Macroautophagy, microautophagy and chaperone-mediated autophagy (CMA), and their contribution to protein degradation and organelle removal in skeletal muscle. (A) Macroautophagy is triggered by the activation of a regulatory complex (containing Vps34, Beclin 1, Vps15, Ambra1 and Atg14) that induces LC3 recruitment to the nascent autophagosome (isolation membrane). Selective removal of mitochondria (mitophagy; a specific form of macroautophagy) requires the PINK1-parkin complex and Bnip3 factors. Proteins that are committed for lysosomal degradation (including BAG3 and filamin, shown here) are labeled by polyubiquitin chains and delivered to the autophagosome by the p62 scaffold protein. (B) Microautophagy involves the direct engulfment of small portions of cytoplasm into lysosomes.
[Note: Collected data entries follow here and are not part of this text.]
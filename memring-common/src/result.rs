//! # Operation Results
//!
//! Every cache call returns an `OperationResult` by value. Misses, CAS
//! conflicts and unreachable nodes are ordinary data here, not errors: the
//! caller inspects `success` and `status` instead of unwinding.

use crate::status::Status;
use crate::types::Cas;

/// Outcome of one operation.
#[derive(Debug, Clone, PartialEq, Eq)]
pub struct OperationResult<T> {
    /// True only when `status` is `NoError`.
    pub success: bool,
    pub status: Status,
    /// CAS returned by the server (zero when none was returned).
    pub cas: Cas,
    pub value: Option<T>,
    /// Detail for failures: server message or local error text.
    pub message: Option<String>,
}

impl<T> OperationResult<T> {
    /// Successful result carrying a value.
    pub fn ok(value: T, cas: Cas) -> Self {
        OperationResult {
            success: true,
            status: Status::NoError,
            cas,
            value: Some(value),
            message: None,
        }
    }

    /// Failed result.
    pub fn fail(status: Status, message: impl Into<Option<String>>) -> Self {
        debug_assert!(!status.is_success());
        OperationResult {
            success: false,
            status,
            cas: Cas::NONE,
            value: None,
            message: message.into(),
        }
    }

    /// Failure for operations that never reached a server.
    pub fn not_attempted(reason: &str) -> Self {
        Self::fail(Status::NotAttempted, Some(reason.to_string()))
    }

    /// Maps the carried value.
    pub fn map<U>(self, f: impl FnOnce(T) -> U) -> OperationResult<U> {
        OperationResult {
            success: self.success,
            status: self.status,
            cas: self.cas,
            value: self.value.map(f),
            message: self.message,
        }
    }

    /// Keeps status and CAS, drops the value.
    pub fn discard(self) -> OperationResult<()> {
        self.map(|_| ())
    }

    /// Consumes the result, returning the value on success.
    pub fn into_value(self) -> Option<T> {
        if self.success {
            self.value
        } else {
            None
        }
    }
}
Glycogen (Glyc) is reportedly taken up and broken down by microautophagy in skeletal muscle. (C) In CMA, proteins that are damaged by different agents, such as reactive oxygen species (ROS), expose a specific amino acid sequence (the KFERQ motif) that is recognized by the Hsc70 chaperone, which in turn delivers them to the lysosome via interaction with Lamp2a receptors. Dotted lines depict pathways whose molecular mechanisms and roles in adult skeletal muscle have not yet been fully defined.

Fig. 3.

Major pathways that control muscle fiber size. Protein synthesis and degradation are regulated by several different stimuli, which activate multiple signaling pathways, many of which converge at common intermediates and/or crosstalk with one another. Many of the components shown here could be promising therapeutic targets. See the main text for further details. Dotted lines depict pathways whose molecular mechanisms and role in adult skeletal muscle have yet to be completely defined. GR, glucocorticoid receptor.